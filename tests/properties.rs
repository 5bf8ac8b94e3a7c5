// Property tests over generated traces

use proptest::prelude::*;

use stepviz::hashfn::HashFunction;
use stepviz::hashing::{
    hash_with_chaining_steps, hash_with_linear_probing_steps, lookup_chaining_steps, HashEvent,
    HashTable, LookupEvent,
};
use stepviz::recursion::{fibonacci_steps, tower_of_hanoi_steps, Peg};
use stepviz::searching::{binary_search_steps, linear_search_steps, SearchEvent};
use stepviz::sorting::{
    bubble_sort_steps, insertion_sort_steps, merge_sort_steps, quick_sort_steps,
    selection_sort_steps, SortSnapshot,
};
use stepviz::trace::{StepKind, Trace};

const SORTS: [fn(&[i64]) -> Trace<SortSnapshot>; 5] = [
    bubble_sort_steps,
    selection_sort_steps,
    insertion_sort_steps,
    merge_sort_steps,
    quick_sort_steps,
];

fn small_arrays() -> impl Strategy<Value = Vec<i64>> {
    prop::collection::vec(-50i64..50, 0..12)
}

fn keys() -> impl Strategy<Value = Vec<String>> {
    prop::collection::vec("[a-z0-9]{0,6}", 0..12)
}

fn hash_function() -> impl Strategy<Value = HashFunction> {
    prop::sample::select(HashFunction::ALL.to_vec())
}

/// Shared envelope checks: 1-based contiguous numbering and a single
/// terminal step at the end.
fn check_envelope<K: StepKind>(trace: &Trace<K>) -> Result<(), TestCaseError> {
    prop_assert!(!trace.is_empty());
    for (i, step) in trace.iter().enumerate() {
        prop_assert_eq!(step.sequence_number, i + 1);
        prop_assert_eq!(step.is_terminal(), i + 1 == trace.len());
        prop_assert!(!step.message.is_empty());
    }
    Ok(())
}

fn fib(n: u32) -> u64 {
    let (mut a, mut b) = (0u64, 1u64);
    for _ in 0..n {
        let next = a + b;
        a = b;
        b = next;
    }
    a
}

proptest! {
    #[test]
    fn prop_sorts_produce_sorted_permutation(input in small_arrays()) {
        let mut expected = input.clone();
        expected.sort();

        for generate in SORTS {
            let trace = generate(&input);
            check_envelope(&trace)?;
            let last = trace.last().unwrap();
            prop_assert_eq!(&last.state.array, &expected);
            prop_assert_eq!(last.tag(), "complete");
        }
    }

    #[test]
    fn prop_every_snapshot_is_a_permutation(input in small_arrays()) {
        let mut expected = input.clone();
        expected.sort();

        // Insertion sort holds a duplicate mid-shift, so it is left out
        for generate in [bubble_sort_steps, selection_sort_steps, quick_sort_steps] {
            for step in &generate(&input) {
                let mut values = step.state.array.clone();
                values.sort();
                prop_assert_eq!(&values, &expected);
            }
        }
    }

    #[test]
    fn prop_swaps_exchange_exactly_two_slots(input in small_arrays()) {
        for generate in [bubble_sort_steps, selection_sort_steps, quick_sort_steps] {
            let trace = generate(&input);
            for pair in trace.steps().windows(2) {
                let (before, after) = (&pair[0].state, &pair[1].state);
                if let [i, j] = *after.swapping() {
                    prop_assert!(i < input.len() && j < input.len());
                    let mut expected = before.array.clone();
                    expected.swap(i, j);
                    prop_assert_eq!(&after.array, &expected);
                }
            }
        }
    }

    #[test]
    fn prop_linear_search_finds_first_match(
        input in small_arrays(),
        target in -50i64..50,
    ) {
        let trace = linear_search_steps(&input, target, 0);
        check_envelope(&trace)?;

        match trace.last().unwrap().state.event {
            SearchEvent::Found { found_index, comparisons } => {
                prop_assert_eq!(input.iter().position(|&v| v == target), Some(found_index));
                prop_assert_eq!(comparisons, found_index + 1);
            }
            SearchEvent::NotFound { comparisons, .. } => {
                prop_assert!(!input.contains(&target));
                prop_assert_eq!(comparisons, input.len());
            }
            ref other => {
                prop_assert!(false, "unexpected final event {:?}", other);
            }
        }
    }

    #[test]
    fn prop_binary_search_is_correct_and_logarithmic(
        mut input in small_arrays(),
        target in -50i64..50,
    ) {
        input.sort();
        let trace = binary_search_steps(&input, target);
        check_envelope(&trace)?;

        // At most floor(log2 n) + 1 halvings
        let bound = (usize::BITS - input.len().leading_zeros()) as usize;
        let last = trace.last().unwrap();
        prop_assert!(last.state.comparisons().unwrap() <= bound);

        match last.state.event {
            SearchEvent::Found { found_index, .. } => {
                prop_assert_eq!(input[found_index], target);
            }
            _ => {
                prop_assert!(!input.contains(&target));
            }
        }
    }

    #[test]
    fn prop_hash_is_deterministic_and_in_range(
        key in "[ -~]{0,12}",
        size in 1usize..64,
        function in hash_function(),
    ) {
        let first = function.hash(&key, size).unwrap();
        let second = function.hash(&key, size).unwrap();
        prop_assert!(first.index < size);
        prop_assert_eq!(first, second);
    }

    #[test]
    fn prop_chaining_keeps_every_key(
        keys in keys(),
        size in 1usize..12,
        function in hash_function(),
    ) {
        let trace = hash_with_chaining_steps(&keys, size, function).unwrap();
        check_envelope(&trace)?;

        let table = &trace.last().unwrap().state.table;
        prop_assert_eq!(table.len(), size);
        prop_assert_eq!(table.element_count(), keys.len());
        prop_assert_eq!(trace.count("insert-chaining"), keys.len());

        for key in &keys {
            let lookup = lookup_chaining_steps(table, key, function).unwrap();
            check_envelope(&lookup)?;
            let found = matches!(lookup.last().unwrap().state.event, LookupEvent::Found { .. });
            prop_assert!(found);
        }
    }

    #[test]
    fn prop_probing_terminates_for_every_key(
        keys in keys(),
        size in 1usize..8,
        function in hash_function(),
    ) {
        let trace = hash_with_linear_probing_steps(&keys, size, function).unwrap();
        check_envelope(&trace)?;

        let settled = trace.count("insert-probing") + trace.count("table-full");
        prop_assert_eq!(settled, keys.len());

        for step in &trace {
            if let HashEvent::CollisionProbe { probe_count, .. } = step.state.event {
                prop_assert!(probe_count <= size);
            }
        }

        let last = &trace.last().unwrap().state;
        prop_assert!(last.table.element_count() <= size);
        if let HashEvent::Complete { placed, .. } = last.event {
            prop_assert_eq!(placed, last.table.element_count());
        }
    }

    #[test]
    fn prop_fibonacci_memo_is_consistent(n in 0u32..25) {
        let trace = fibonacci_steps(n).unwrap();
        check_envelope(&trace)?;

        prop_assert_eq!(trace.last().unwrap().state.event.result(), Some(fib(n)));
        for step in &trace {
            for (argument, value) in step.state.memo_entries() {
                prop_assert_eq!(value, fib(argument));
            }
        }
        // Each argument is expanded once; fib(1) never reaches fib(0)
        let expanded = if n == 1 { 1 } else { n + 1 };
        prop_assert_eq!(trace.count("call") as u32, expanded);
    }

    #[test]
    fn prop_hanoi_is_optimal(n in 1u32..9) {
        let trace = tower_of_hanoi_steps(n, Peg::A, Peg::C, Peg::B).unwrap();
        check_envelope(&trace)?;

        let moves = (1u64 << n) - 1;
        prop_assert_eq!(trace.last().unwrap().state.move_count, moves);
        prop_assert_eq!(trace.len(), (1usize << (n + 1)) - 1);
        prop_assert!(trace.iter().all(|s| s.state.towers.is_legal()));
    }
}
====
### ACTIVITY
Look through the records above for the string "expanded", then copy every line that has it.

### EXPECTED ANSWER
        // Each argument is expanded once; fib(1) never reaches fib(0)
        let expanded = if n == 1 { 1 } else { n + 1 };
        prop_assert_eq!(trace.count("call") as u32, expanded);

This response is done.